**Work task**:
Repeat, exactly as written, the lines of the records below from the first through the line with "let app = router(AppState::new(service, api_key, origins));", but none past it.

Saved data entries:
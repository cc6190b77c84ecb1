//! HTTP front end of the mutation service.
//!
//! Routes:
//! - `GET /ping`: liveness
//! - `POST /edit-file`: apply a batch, guarded by the `x-api-key` header
//! - `OPTIONS /edit-file`: CORS preflight against the origin allow-list

mod cors;
mod routes;

use std::sync::Arc;

use axum::Router;
use axum::routing::{get, post};
use tower_http::trace::TraceLayer;
use vedit_config::VeditConfig;

pub use cors::OriginPolicy;

use crate::edit::EditService;
use crate::error::{CliError, Result};

/// Shared state of all handlers.
#[derive(Clone)]
pub struct AppState {
    pub service: Arc<EditService>,
    pub api_key: Arc<str>,
    pub origins: Arc<OriginPolicy>,
}

impl AppState {
    pub fn new(service: EditService, api_key: impl Into<Arc<str>>, origins: OriginPolicy) -> Self {
        Self {
            service: Arc::new(service),
            api_key: api_key.into(),
            origins: Arc::new(origins),
        }
    }
}

pub fn router(state: AppState) -> Router {
    Router::new()
        .route("/ping", get(routes::ping))
        .route("/edit-file", post(routes::edit_file).options(routes::preflight))
        .layer(TraceLayer::new_for_http())
        .with_state(state)
}

/// Bind the configured address and serve until Ctrl-C.
pub async fn serve(config: &VeditConfig) -> Result<()> {
    let Some(api_key) = config.server.api_key.clone().filter(|key| !key.is_empty()) else {
        return Err(CliError::InvalidArgument(
            "An API key is required to serve edits (--api-key, VEDIT_SERVER__API_KEY or server.api_key)"
                .to_string(),
        ));
    };
    let origins = OriginPolicy::from_config(&config.server)?;
    let service = EditService::new(config);
    let root = service.root().to_path_buf();
    let app = router(AppState::new(service, api_key, origins));

    let addr = config.server.bind_address();
    let listener = tokio::net::TcpListener::bind(&addr)
        .await
        .map_err(|e| CliError::Server(format!("Failed to bind to {}: {}", addr, e)))?;

    tracing::info!(root = %root.display(), git = config.vcs.enabled, "Serving edits");
    crate::ui::success(&format!("Edit server running at http://{}", addr));

    axum::serve(listener, app)
        .with_graceful_shutdown(shutdown_signal())
        .await
        .map_err(|e| CliError::Server(e.to_string()))?;

    Ok(())
}

async fn shutdown_signal() {
    if let Err(e) = tokio::signal::ctrl_c().await {
        tracing::warn!("Failed to listen for Ctrl-C: {}", e);
        std::future::pending::<()>().await;
    }
    tracing::info!("Shutting down");
}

**Worked solution**:
repository cc6190b77c84ecb1
//! HTTP front end of the mutation service.
//!
//! Routes:
//! - `GET /ping`: liveness
//! - `POST /edit-file`: apply a batch, guarded by the `x-api-key` header
//! - `OPTIONS /edit-file`: CORS preflight against the origin allow-list

mod cors;
mod routes;

use std::sync::Arc;

use axum::Router;
use axum::routing::{get, post};
use tower_http::trace::TraceLayer;
use vedit_config::VeditConfig;

pub use cors::OriginPolicy;

use crate::edit::EditService;
use crate::error::{CliError, Result};

/// Shared state of all handlers.
#[derive(Clone)]
pub struct AppState {
    pub service: Arc<EditService>,
    pub api_key: Arc<str>,
    pub origins: Arc<OriginPolicy>,
}

impl AppState {
    pub fn new(service: EditService, api_key: impl Into<Arc<str>>, origins: OriginPolicy) -> Self {
        Self {
            service: Arc::new(service),
            api_key: api_key.into(),
            origins: Arc::new(origins),
        }
    }
}

pub fn router(state: AppState) -> Router {
    Router::new()
        .route("/ping", get(routes::ping))
        .route("/edit-file", post(routes::edit_file).options(routes::preflight))
        .layer(TraceLayer::new_for_http())
        .with_state(state)
}

/// Bind the configured address and serve until Ctrl-C.
pub async fn serve(config: &VeditConfig) -> Result<()> {
    let Some(api_key) = config.server.api_key.clone().filter(|key| !key.is_empty()) else {
        return Err(CliError::InvalidArgument(
            "An API key is required to serve edits (--api-key, VEDIT_SERVER__API_KEY or server.api_key)"
                .to_string(),
        ));
    };
    let origins = OriginPolicy::from_config(&config.server)?;
    let service = EditService::new(config);
    let root = service.root().to_path_buf();
    let app = router(AppState::new(service, api_key, origins));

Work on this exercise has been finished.